The Bovine Excrement of the 'war on Christmas'

The contrived "war on Christmas" is the bread and butter of Fox News and other assorted bobble-heads this time of year. They give the Comedy Channel a run for their money in expressing their faux outrage.

Christmas.....the most accommodated holiday in America.

The general gist of the 'coverage' revolves around commercial entities using their free market latitude to have their employees wish customers a Happy Holidays, rather than a Merry Christmas. The premise is to be inclusive of valued customers of many religious faiths who share a holiday during this time of year, and those of no particular faith. This of course seems a tad ironic given that these same commercial entities have diluted the religious aspect of the Christian holiday [based on Pagan foundations] being so utterly diluted by crass commercialism so as to be a cartoon caricature of its original meaning...which doesn't get the same contrived push-back by these defenders of 'traditional America'. This controversy is recycled and trotted out every year around this time...all the while the proponents take advertising dollars from those who would otherwise end up on someones 'naughty list'.

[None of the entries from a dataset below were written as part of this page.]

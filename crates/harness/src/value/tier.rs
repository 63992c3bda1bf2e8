//! Precision-driven representation tier selection.
//!
//! decTest files declare the working precision with `precision:` directives.
//! The harness maps the active precision onto one of three decimal
//! representation widths:
//!
//! | Precision (digits) | Tier   | Typical representation |
//! |--------------------|--------|------------------------|
//! | 1..=9              | Narrow | 32-bit decimal         |
//! | 10..=16            | Medium | 64-bit decimal         |
//! | 17..              | Wide   | 128-bit decimal        |
//!
//! Operand and result literals are reified into the selected tier's value
//! type only at judgment time, never earlier.

/// Decimal representation width selected by the active precision.
#[derive(Clone, Copy, Debug, PartialEq, Eq)]
pub enum Tier {
    /// 32-bit tier: up to 9 coefficient digits.
    Narrow,
    /// 64-bit tier: up to 16 coefficient digits.
    Medium,
    /// 128-bit tier: more than 16 coefficient digits.
    Wide,
}

impl Tier {
    /// Largest coefficient digit count the narrow tier can represent.
    pub const NARROW_DIGITS: u32 = 9;

    /// Largest coefficient digit count the medium tier can represent.
    pub const MEDIUM_DIGITS: u32 = 16;

    /// Selects the tier for an active precision.
    ///
    /// The thresholds are inclusive: a `precision: 9` directive stays in the
    /// narrow tier, `precision: 16` in the medium tier.
    #[must_use]
    pub const fn for_precision(precision: u32) -> Self {
        if precision <= Self::NARROW_DIGITS {
            Self::Narrow
        } else if precision <= Self::MEDIUM_DIGITS {
            Self::Medium
        } else {
            Self::Wide
        }
    }
}
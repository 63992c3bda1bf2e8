//! A binary-float decimal family for exercising the harness.
//!
//! The harness only needs construction, NaN classification, raw bits, and
//! representable-value stepping, so `f32`/`f64` newtypes are a faithful
//! stand-in for a real decimal library: they have fixed-width layouts, NaN
//! payloads, and well-defined neighbor values. The wide tier widens its bit
//! pattern to `u128` to prove the harness never assumes one bit width.

use std::cell::RefCell;
use std::fmt;

use dectest_core::{DecimalFamily, DecimalParseError, DecimalValue, RoundingMode};

thread_local! {
    static ROUNDING_LOG: RefCell<Vec<RoundingMode>> = const { RefCell::new(Vec::new()) };
}

/// Drains and returns the rounding modes applied on this thread.
pub fn take_rounding_log() -> Vec<RoundingMode> {
    ROUNDING_LOG.with(|log| log.borrow_mut().drain(..).collect())
}

fn parse_f32(literal: &str) -> Result<f32, DecimalParseError> {
    literal.trim().parse().map_err(|err: std::num::ParseFloatError| DecimalParseError {
        literal: literal.to_string(),
        reason: err.to_string(),
    })
}

fn parse_f64(literal: &str) -> Result<f64, DecimalParseError> {
    literal.trim().parse().map_err(|err: std::num::ParseFloatError| DecimalParseError {
        literal: literal.to_string(),
        reason: err.to_string(),
    })
}

/// Narrow-tier mock value (`f32` layout).
#[derive(Clone, Copy, Debug, PartialEq, PartialOrd)]
pub struct MockNarrow(pub f32);

impl fmt::Display for MockNarrow {
    fn fmt(&self, f: &mut fmt::Formatter<'_>) -> fmt::Result {
        self.0.fmt(f)
    }
}

impl DecimalValue for MockNarrow {
    type Bits = u32;

    fn from_literal(literal: &str) -> Result<Self, DecimalParseError> {
        parse_f32(literal).map(Self)
    }

    fn is_nan(self) -> bool {
        self.0.is_nan()
    }

    fn to_bits(self) -> u32 {
        self.0.to_bits()
    }

    fn next_toward(self, toward: Self) -> Self {
        if self.0.is_nan() || toward.0.is_nan() || self == toward {
            return self;
        }
        if self.0 < toward.0 {
            Self(self.0.next_up())
        } else {
            Self(self.0.next_down())
        }
    }
}

/// Medium-tier mock value (`f64` layout).
#[derive(Clone, Copy, Debug, PartialEq, PartialOrd)]
pub struct MockMedium(pub f64);

impl fmt::Display for MockMedium {
    fn fmt(&self, f: &mut fmt::Formatter<'_>) -> fmt::Result {
        self.0.fmt(f)
    }
}

impl DecimalValue for MockMedium {
    type Bits = u64;

    fn from_literal(literal: &str) -> Result<Self, DecimalParseError> {
        parse_f64(literal).map(Self)
    }

    fn is_nan(self) -> bool {
        self.0.is_nan()
    }

    fn to_bits(self) -> u64 {
        self.0.to_bits()
    }

    fn next_toward(self, toward: Self) -> Self {
        if self.0.is_nan() || toward.0.is_nan() || self == toward {
            return self;
        }
        if self.0 < toward.0 {
            Self(self.0.next_up())
        } else {
            Self(self.0.next_down())
        }
    }
}

/// Wide-tier mock value (`f64` storage, `u128` bit pattern).
#[derive(Clone, Copy, Debug, PartialEq, PartialOrd)]
pub struct MockWide(pub f64);

impl fmt::Display for MockWide {
    fn fmt(&self, f: &mut fmt::Formatter<'_>) -> fmt::Result {
        self.0.fmt(f)
    }
}

impl DecimalValue for MockWide {
    type Bits = u128;

    fn from_literal(literal: &str) -> Result<Self, DecimalParseError> {
        parse_f64(literal).map(Self)
    }

    fn is_nan(self) -> bool {
        self.0.is_nan()
    }

    fn to_bits(self) -> u128 {
        u128::from(self.0.to_bits())
    }

    fn next_toward(self, toward: Self) -> Self {
        if self.0.is_nan() || toward.0.is_nan() || self == toward {
            return self;
        }
        if self.0 < toward.0 {
            Self(self.0.next_up())
        } else {
            Self(self.0.next_down())
        }
    }
}

/// Three-tier mock family; records every applied rounding mode.
pub struct MockFamily;

impl DecimalFamily for MockFamily {
    type Narrow = MockNarrow;
    type Medium = MockMedium;
    type Wide = MockWide;

    fn set_rounding(mode: RoundingMode) {
        ROUNDING_LOG.with(|log| log.borrow_mut().push(mode));
    }
}
//! # Judgment Tests
//!
//! Strategy selection (exact, ULP, NaN bits) and the pass/fail outcomes it
//! produces for unary and binary tests.

use dectest_core::compare::{Judgment, judge_binary, judge_scalar, judge_unary};
use dectest_core::DecimalValue;

use crate::common::mocks::MockMedium;

fn fail_detail(judgment: Judgment) -> String {
    match judgment {
        Judgment::Fail(detail) => detail,
        Judgment::Pass => panic!("expected a failing judgment"),
    }
}

#[test]
fn test_exact_equality_passes() {
    let judgment = judge_unary(MockMedium(2.0), MockMedium(4.0), MockMedium(4.0), 0);
    assert_eq!(judgment, Judgment::Pass);
}

#[test]
fn test_exact_mismatch_fails_with_both_values() {
    let judgment = judge_unary(MockMedium(2.0), MockMedium(4.0), MockMedium(5.0), 0);
    let detail = fail_detail(judgment);
    assert!(detail.contains('5'), "detail should name the expected value: {detail}");
    assert!(detail.contains('4'), "detail should name the computed value: {detail}");
}

#[test]
fn test_ulp_tolerance_accepts_nearby_value() {
    let expected = MockMedium(1.0);
    let computed = expected.next_toward(MockMedium(2.0));
    assert_eq!(judge_unary(MockMedium(1.0), computed, expected, 3), Judgment::Pass);
}

#[test]
fn test_ulp_tolerance_rejects_distant_value() {
    let judgment = judge_unary(MockMedium(1.0), MockMedium(1.0), MockMedium(2.0), 3);
    assert!(matches!(judgment, Judgment::Fail(_)));
}

#[test]
fn test_exact_comparison_rejects_one_step_error() {
    // Zero tolerance means even the adjacent value fails.
    let expected = MockMedium(1.0);
    let computed = expected.next_toward(MockMedium(2.0));
    assert!(matches!(
        judge_unary(MockMedium(1.0), computed, expected, 0),
        Judgment::Fail(_)
    ));
}

#[test]
fn test_unary_nan_operand_selects_bit_comparison() {
    // NaN in, NaN out with the same payload: ordinary equality would call
    // this a mismatch, bit comparison passes it.
    let nan = MockMedium(f64::NAN);
    assert_eq!(judge_unary(nan, nan, nan, 0), Judgment::Pass);
}

#[test]
fn test_unary_nan_expected_selects_bit_comparison() {
    let judgment = judge_unary(
        MockMedium(-1.0),
        MockMedium(f64::NAN),
        MockMedium(f64::NAN),
        0,
    );
    assert_eq!(judgment, Judgment::Pass);
}

#[test]
fn test_nan_sign_bit_mismatch_fails() {
    let quiet = MockMedium(f64::NAN);
    let negated = MockMedium(-f64::NAN);
    assert_ne!(quiet.to_bits(), negated.to_bits());
    let judgment = judge_unary(quiet, quiet, negated, 0);
    assert!(matches!(judgment, Judgment::Fail(_)));
}

#[test]
fn test_binary_single_nan_operand_judged_by_value() {
    // max(NaN, 5) -> 5 style: one NaN operand with non-NaN results stays on
    // the value path.
    let judgment = judge_binary(
        MockMedium(f64::NAN),
        MockMedium(5.0),
        MockMedium(5.0),
        MockMedium(5.0),
        0,
    );
    assert_eq!(judgment, Judgment::Pass);
}

#[test]
fn test_binary_both_nan_operands_select_bit_comparison() {
    let nan = MockMedium(f64::NAN);
    assert_eq!(judge_binary(nan, nan, nan, nan, 0), Judgment::Pass);
    assert!(matches!(
        judge_binary(nan, nan, nan, MockMedium(-f64::NAN), 0),
        Judgment::Fail(_)
    ));
}

#[test]
fn test_scalar_results_judged_exactly() {
    assert_eq!(judge_scalar(2_i64, 2_i64), Judgment::Pass);
    let detail = fail_detail(judge_scalar(3_i64, 2_i64));
    assert!(detail.contains('2'), "detail should name the expected value: {detail}");
    assert!(detail.contains('3'), "detail should name the computed value: {detail}");
}

#[test]
fn test_binary_nan_result_selects_bit_comparison() {
    let judgment = judge_binary(
        MockMedium(0.0),
        MockMedium(0.0),
        MockMedium(f64::NAN),
        MockMedium(f64::NAN),
        0,
    );
    assert_eq!(judgment, Judgment::Pass);
}
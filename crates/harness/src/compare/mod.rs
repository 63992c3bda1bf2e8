//! Comparison strategies for judging computed against expected values.
//!
//! Three strategies, chosen per test and never mixed:
//! 1. **NaN-bit equality** when NaN is involved (see [`judge_unary`] and
//!    [`judge_binary`] for the per-arity trigger): raw bit patterns of
//!    matching width are compared, because ordinary decimal equality cannot
//!    distinguish NaN payloads or signs while the conformance suite does.
//! 2. **ULP tolerance** when the scan carries a non-zero tolerance: the
//!    values pass when they are at most that many representable steps apart.
//! 3. **Exact equality** otherwise.
//!
//! Non-decimal results (see [`judge_scalar`]) bypass the selection and are
//! always judged exactly.

pub mod ulp;

pub use ulp::ulp_distance;

use crate::value::DecimalValue;
use std::fmt;

/// Outcome of judging one test.
#[derive(Debug, Clone, PartialEq, Eq)]
pub enum Judgment {
    /// Computed and expected matched under the selected strategy.
    Pass,
    /// Mismatch, with a human-readable description.
    Fail(String),
}

/// Judges a one-argument test.
///
/// NaN-bit comparison is selected when the operand, the computed value, or
/// the expected value is NaN; otherwise ULP tolerance applies when
/// `tolerance` is non-zero, and exact equality applies when it is zero.
pub fn judge_unary<D: DecimalValue>(operand: D, computed: D, expected: D, tolerance: u32) -> Judgment {
    if operand.is_nan() || computed.is_nan() || expected.is_nan() {
        judge_nan_bits(computed, expected)
    } else {
        judge_value(computed, expected, tolerance)
    }
}

/// Judges a two-argument test.
///
/// NaN-bit comparison is selected when both operands are NaN, or when either
/// the computed or the expected value is NaN. A single NaN operand with a
/// non-NaN result (e.g. `max(NaN, 5) -> 5`) is judged by value as usual.
pub fn judge_binary<D: DecimalValue>(
    lhs: D,
    rhs: D,
    computed: D,
    expected: D,
    tolerance: u32,
) -> Judgment {
    if (lhs.is_nan() && rhs.is_nan()) || computed.is_nan() || expected.is_nan() {
        judge_nan_bits(computed, expected)
    } else {
        judge_value(computed, expected, tolerance)
    }
}

/// Judges a test whose result is not a decimal (integral rounding,
/// comparison orderings).
///
/// Scalar results are always judged by exact equality; NaN bit patterns and
/// ULP tolerance have no meaning for them.
pub fn judge_scalar<R: PartialEq + fmt::Display>(computed: R, expected: R) -> Judgment {
    if computed == expected {
        Judgment::Pass
    } else {
        Judgment::Fail(format!("expected {expected}, computed {computed}"))
    }
}

/// Exact or ULP-tolerant value comparison for the non-NaN case.
fn judge_value<D: DecimalValue>(computed: D, expected: D, tolerance: u32) -> Judgment {
    if tolerance == 0 {
        if computed == expected {
            Judgment::Pass
        } else {
            Judgment::Fail(format!("expected {expected}, computed {computed}"))
        }
    } else {
        match ulp_distance(computed, expected, tolerance) {
            Some(_) => Judgment::Pass,
            None => Judgment::Fail(format!(
                "expected {expected} within {tolerance} ULP, computed {computed}"
            )),
        }
    }
}

/// Raw bit-pattern comparison for the NaN-involved case.
fn judge_nan_bits<D: DecimalValue>(computed: D, expected: D) -> Judgment {
    let computed_bits = computed.to_bits();
    let expected_bits = expected.to_bits();
    if computed_bits == expected_bits {
        Judgment::Pass
    } else {
        Judgment::Fail(format!(
            "NaN bit patterns differ: expected {expected_bits:?}, computed {computed_bits:?}"
        ))
    }
}
//! decTest line scanning.
//!
//! Two stages, both pure:
//! 1. **[`classify`]:** Decides what a raw line is (comment, directive,
//!    test-vector candidate) before any other processing.
//! 2. **[`parse_vector`]:** Extracts operands and the expected result from a
//!    candidate test line, honoring single-quoted tokens.

pub mod classify;
pub mod vector;

pub use classify::{LineKind, classify};
pub use vector::{Arity, TestVector, parse_vector};
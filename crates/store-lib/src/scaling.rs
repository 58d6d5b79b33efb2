//! Records derived from cluster-scoped and auxiliary kinds
//!
//! Kubernetes events about workload controllers and autoscalers become
//! scaling records of the owning service; storage classes are mirrored as
//! volume types.

use crate::identity::labels;
use crate::models::{ScalingRecord, VolumeType};
use crate::watch::Listers;
use k8s_openapi::api::core::v1::Event;
use k8s_openapi::api::storage::v1::StorageClass;
use kube::ResourceExt;
use std::collections::BTreeMap;
use tracing::warn;

/// Operator recorded for records created from the event stream
pub const SYSTEM_OPERATOR: &str = "system";

/// Record type for the involved object kind, or None for kinds that are not tracked
pub fn record_type_for(kind: &str) -> Option<&'static str> {
    match kind {
        "Deployment" | "StatefulSet" => Some("manual"),
        "HorizontalPodAutoscaler" => Some("hpa"),
        _ => None,
    }
}

/// Service and rule id of the object an event refers to, looked up in the listers
pub fn scaling_target(evt: &Event, listers: &Listers) -> Option<(String, String)> {
    let involved = &evt.involved_object;
    let kind = involved.kind.as_deref().unwrap_or_default();
    let namespace = involved.namespace.as_deref();
    let name = involved.name.as_deref().unwrap_or_default();

    let object_labels: BTreeMap<String, String> = match kind {
        "Deployment" => listers
            .deployments
            .get(namespace, name)
            .map(|d| d.labels().clone()),
        "StatefulSet" => listers
            .statefulsets
            .get(namespace, name)
            .map(|s| s.labels().clone()),
        "HorizontalPodAutoscaler" => listers.hpas.get(namespace, name).map(|h| h.labels().clone()),
        _ => None,
    }
    .or_else(|| {
        warn!(kind = %kind, name = %name, "Scaling event for an object not in cache");
        None
    })?;

    let service_id = object_labels.get(labels::SERVICE_ID).filter(|v| !v.is_empty())?;
    let rule_id = object_labels.get(labels::RULE_ID).filter(|v| !v.is_empty())?;
    Some((service_id.clone(), rule_id.clone()))
}

/// Scaling record for an event, None when the event is not about a tracked
/// kind or its service and rule cannot be resolved
pub fn scaling_record(evt: &Event, listers: &Listers, operator: Option<&str>) -> Option<ScalingRecord> {
    let record_type = record_type_for(evt.involved_object.kind.as_deref().unwrap_or_default())?;
    let Some((service_id, rule_id)) = scaling_target(evt, listers) else {
        warn!(event = %evt.name_any(), "Empty service id or rule id");
        return None;
    };

    Some(ScalingRecord {
        service_id,
        rule_id,
        event_name: evt.name_any(),
        record_type: record_type.to_string(),
        count: evt.count.unwrap_or(0),
        reason: evt.reason.clone().unwrap_or_default(),
        description: evt.message.clone().unwrap_or_default(),
        operator: operator.map(str::to_string),
        last_time: evt.last_timestamp.as_ref().map(|t| t.0),
    })
}

/// Volume type mirrored from a storage class, with API server defaults filled in
pub fn volume_type_from(sc: &StorageClass) -> VolumeType {
    VolumeType {
        name: sc.name_any(),
        provisioner: sc.provisioner.clone(),
        reclaim_policy: sc
            .reclaim_policy
            .clone()
            .unwrap_or_else(|| "Delete".to_string()),
        binding_mode: sc
            .volume_binding_mode
            .clone()
            .unwrap_or_else(|| "Immediate".to_string()),
        allow_expansion: sc.allow_volume_expansion.unwrap_or(false),
        parameters: sc.parameters.clone().unwrap_or_default(),
    }
}

#[cfg(test)]
mod tests {
    use super::*;
    use k8s_openapi::api::apps::v1::Deployment;
    use k8s_openapi::api::core::v1::ObjectReference;
    use k8s_openapi::apimachinery::pkg::apis::meta::v1::ObjectMeta;
    use kube::runtime::watcher;

    fn event(kind: &str, name: &str) -> Event {
        Event {
            metadata: ObjectMeta {
                name: Some(format!("{}.17a2", name)),
                namespace: Some("t1".to_string()),
                ..Default::default()
            },
            involved_object: ObjectReference {
                kind: Some(kind.to_string()),
                name: Some(name.to_string()),
                namespace: Some("t1".to_string()),
                ..Default::default()
            },
            count: Some(3),
            reason: Some("ScalingReplicaSet".to_string()),
            message: Some("Scaled up replica set svc-a-1 to 2".to_string()),
            ..Default::default()
        }
    }

    fn listers_with_deployment(rule_id: Option<&str>) -> Listers {
        let listers = Listers::new();
        let mut l = BTreeMap::from([("service_id".to_string(), "svc-a".to_string())]);
        if let Some(rule) = rule_id {
            l.insert("rule_id".to_string(), rule.to_string());
        }
        listers.deployments.apply(watcher::Event::Applied(Deployment {
            metadata: ObjectMeta {
                name: Some("svc-a".to_string()),
                namespace: Some("t1".to_string()),
                labels: Some(l),
                ..Default::default()
            },
            ..Default::default()
        }));
        listers
    }

    #[test]
    fn test_record_from_deployment_event() {
        let listers = listers_with_deployment(Some("rule-1"));
        let record = scaling_record(&event("Deployment", "svc-a"), &listers, Some(SYSTEM_OPERATOR))
            .unwrap();

        assert_eq!(record.service_id, "svc-a");
        assert_eq!(record.rule_id, "rule-1");
        assert_eq!(record.record_type, "manual");
        assert_eq!(record.count, 3);
        assert_eq!(record.operator.as_deref(), Some("system"));
    }

    #[test]
    fn test_record_dropped_without_rule_or_kind() {
        let listers = listers_with_deployment(None);
        assert!(scaling_record(&event("Deployment", "svc-a"), &listers, None).is_none());
        assert!(scaling_record(&event("Pod", "svc-a-0"), &listers, None).is_none());
        assert!(scaling_record(&event("Deployment", "missing"), &listers, None).is_none());
    }

    #[test]
    fn test_volume_type_defaults() {
        let sc = StorageClass {
            metadata: ObjectMeta {
                name: Some("local-path".to_string()),
                ..Default::default()
            },
            provisioner: "rancher.io/local-path".to_string(),
            volume_binding_mode: Some("WaitForFirstConsumer".to_string()),
            ..Default::default()
        };
        let vt = volume_type_from(&sc);
        assert_eq!(vt.name, "local-path");
        assert_eq!(vt.reclaim_policy, "Delete");
        assert_eq!(vt.binding_mode, "WaitForFirstConsumer");
        assert!(!vt.allow_expansion);
    }
}
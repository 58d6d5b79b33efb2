//! Probe notifications for third-party services
//!
//! Third-party services run outside the cluster and are represented by
//! Endpoints objects. Each (port, address) pair becomes a probe descriptor
//! that the health prober downstream keeps checking; this module turns
//! Endpoints changes into descriptor deltas on a bounded channel.

use crate::models::ProbeInfo;
use crate::observability::StoreMetrics;
use k8s_openapi::api::core::v1::Endpoints;
use kube::ResourceExt;
use std::collections::HashSet;
use tokio::sync::mpsc;
use tokio::sync::mpsc::error::TrySendError;
use tracing::{debug, warn};

/// Annotation replacing every address with a single domain
pub const DOMAIN_ANNOTATION: &str = "domain";

/// Descriptor delta sent to the prober
#[derive(Debug, Clone, PartialEq, Eq)]
pub enum ProbeEvent {
    Create(Vec<ProbeInfo>),
    Delete(ProbeInfo),
}

/// Probe descriptors of one Endpoints object, not-ready addresses first
pub fn list_probe_infos(ep: &Endpoints, sid: &str) -> Vec<ProbeInfo> {
    let domain = ep
        .annotations()
        .get(DOMAIN_ANNOTATION)
        .filter(|d| !d.is_empty());

    let mut infos = Vec::new();
    for subset in ep.subsets.as_deref().unwrap_or(&[]) {
        let Some(first_port) = subset.ports.as_ref().and_then(|p| p.first()) else {
            continue;
        };
        let uuid = first_port.name.clone().unwrap_or_default();
        let port = first_port.port;

        if let Some(domain) = domain {
            debug!(sid = %sid, domain = %domain, "Using domain probe for third-party endpoints");
            return vec![ProbeInfo {
                sid: sid.to_string(),
                uuid,
                ip: domain.clone(),
                port,
            }];
        }

        let not_ready = subset.not_ready_addresses.as_deref().unwrap_or(&[]);
        let ready = subset.addresses.as_deref().unwrap_or(&[]);
        infos.extend(not_ready.iter().chain(ready).map(|address| ProbeInfo {
            sid: sid.to_string(),
            uuid: uuid.clone(),
            ip: address.ip.clone(),
            port,
        }));
    }
    infos
}

/// Edge-triggered diff of two descriptor sets keyed by (uuid, ip, port)
pub fn diff_probes(old: &[ProbeInfo], new: &[ProbeInfo]) -> Vec<ProbeEvent> {
    let key = |p: &ProbeInfo| (p.uuid.clone(), p.ip.clone(), p.port);
    let old_keys: HashSet<_> = old.iter().map(key).collect();
    let new_keys: HashSet<_> = new.iter().map(key).collect();

    let created = new
        .iter()
        .filter(|p| !old_keys.contains(&key(p)))
        .map(|p| ProbeEvent::Create(vec![p.clone()]));
    let deleted = old
        .iter()
        .filter(|p| !new_keys.contains(&key(p)))
        .map(|p| ProbeEvent::Delete(p.clone()));
    created.chain(deleted).collect()
}

/// Non-blocking sender of probe deltas
#[derive(Clone)]
pub struct ProbeNotifier {
    tx: mpsc::Sender<ProbeEvent>,
    metrics: StoreMetrics,
}

impl ProbeNotifier {
    pub fn new(tx: mpsc::Sender<ProbeEvent>) -> Self {
        Self {
            tx,
            metrics: StoreMetrics::new(),
        }
    }

    /// Channel of the given capacity with its notifier
    pub fn channel(capacity: usize) -> (Self, mpsc::Receiver<ProbeEvent>) {
        let (tx, rx) = mpsc::channel(capacity.max(1));
        (Self::new(tx), rx)
    }

    fn send(&self, event: ProbeEvent) {
        match self.tx.try_send(event) {
            Ok(()) => {}
            Err(TrySendError::Full(event)) => {
                self.metrics.inc_probe_dropped();
                warn!(event = ?event, "Probe channel full, dropping notification");
            }
            Err(TrySendError::Closed(_)) => {
                debug!("Probe channel closed");
            }
        }
    }

    pub fn on_create(&self, ep: &Endpoints, sid: &str) {
        let infos = list_probe_infos(ep, sid);
        if !infos.is_empty() {
            self.send(ProbeEvent::Create(infos));
        }
    }

    pub fn on_update(&self, old: &Endpoints, new: &Endpoints, sid: &str) {
        let changes = diff_probes(&list_probe_infos(old, sid), &list_probe_infos(new, sid));
        for change in changes {
            self.send(change);
        }
    }

    pub fn on_delete(&self, ep: &Endpoints, sid: &str) {
        for info in list_probe_infos(ep, sid) {
            self.send(ProbeEvent::Delete(info));
        }
    }
}

#[cfg(test)]
mod tests {
    use super::*;
    use k8s_openapi::api::core::v1::{EndpointAddress, EndpointPort, EndpointSubset};
    use k8s_openapi::apimachinery::pkg::apis::meta::v1::ObjectMeta;
    use std::collections::BTreeMap;

    fn address(ip: &str) -> EndpointAddress {
        EndpointAddress {
            ip: ip.to_string(),
            ..Default::default()
        }
    }

    fn endpoints(ready: &[&str], not_ready: &[&str], domain: Option<&str>) -> Endpoints {
        Endpoints {
            metadata: ObjectMeta {
                name: Some("svc-tp-ep".to_string()),
                namespace: Some("t1".to_string()),
                annotations: domain.map(|d| {
                    BTreeMap::from([(DOMAIN_ANNOTATION.to_string(), d.to_string())])
                }),
                ..Default::default()
            },
            subsets: Some(vec![EndpointSubset {
                addresses: Some(ready.iter().map(|ip| address(ip)).collect()),
                not_ready_addresses: Some(not_ready.iter().map(|ip| address(ip)).collect()),
                ports: Some(vec![EndpointPort {
                    name: Some("uuid-1".to_string()),
                    port: 8080,
                    ..Default::default()
                }]),
            }]),
        }
    }

    #[test]
    fn test_list_includes_not_ready_addresses() {
        let infos = list_probe_infos(&endpoints(&["10.0.0.1"], &["10.0.0.2"], None), "svc-tp");
        let ips: Vec<_> = infos.iter().map(|i| i.ip.as_str()).collect();
        assert_eq!(ips, vec!["10.0.0.2", "10.0.0.1"]);
        assert!(infos.iter().all(|i| i.uuid == "uuid-1" && i.port == 8080));
    }

    #[test]
    fn test_domain_annotation_replaces_addresses() {
        let infos = list_probe_infos(
            &endpoints(&["10.0.0.1", "10.0.0.2"], &[], Some("api.example.com")),
            "svc-tp",
        );
        assert_eq!(infos.len(), 1);
        assert_eq!(infos[0].ip, "api.example.com");
    }

    #[test]
    fn test_diff_emits_one_create_and_one_delete() {
        let old = list_probe_infos(&endpoints(&["10.0.0.1", "10.0.0.2"], &[], None), "svc-tp");
        let new = list_probe_infos(&endpoints(&["10.0.0.1", "10.0.0.3"], &[], None), "svc-tp");

        let changes = diff_probes(&old, &new);
        assert_eq!(changes.len(), 2);
        assert!(matches!(&changes[0], ProbeEvent::Create(v) if v.len() == 1 && v[0].ip == "10.0.0.3"));
        assert!(matches!(&changes[1], ProbeEvent::Delete(p) if p.ip == "10.0.0.2"));
        assert!(diff_probes(&new, &new).is_empty());
    }

    #[tokio::test]
    async fn test_full_channel_drops_without_blocking() {
        let (notifier, mut rx) = ProbeNotifier::channel(1);
        let ep = endpoints(&["10.0.0.1"], &[], None);

        notifier.on_create(&ep, "svc-tp");
        notifier.on_delete(&ep, "svc-tp");

        assert!(matches!(rx.recv().await, Some(ProbeEvent::Create(_))));
        assert!(rx.try_recv().is_err());
    }
}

The kicker, is that both 'Christian friendly' retail outlets and those bobble-heads making their living on these kinds of controversies, are guilty themselves of often wishing their audiences and shoppers the very same Happy Holidays.

The other controversy involves the placement of religious symbolism in or on government property. This argument brings forth the meaning of Constitutional clauses and original intent, but sadly lacks reason and logic in much of the discussion. I might ask specifically, what tangible benefit exists for such displays. I get the argument of 'what's the big deal'.....and they don't personally offend or bother me.....but to argue for such action, one needs a logical position. Given that adherents to the Christian faith have no shortage of  time and place to display and admire religious symbology in the private sphere, I've seen much emotion from that position, but not as much reason. Does faith for some require constant public validation, to be fulfilling?

I rather like Steve McKinion's take on this:

Christianity’s most potent enemy is not a secular culture, but a religious one. Authentic Christianity and secularism have little, if anything, in common. Observers can easily distinguish between the two. Religion, on the other hand, can masquerade as true faith. Meaningless offerings of “Merry Christmas” by unbelievers and mindless attacks on non-Christians are just two examples of a cultural Christianity gone mad. Christians should be offended by the unbelievers who claim the name of Christ — like Fred Phelps and the other morons at Westboro Baptist Church — rather than the unbelievers who don’t. The latter group is just honest, the former take the name of my Lord in vain and are an embarrassment to those who genuinely know Christ.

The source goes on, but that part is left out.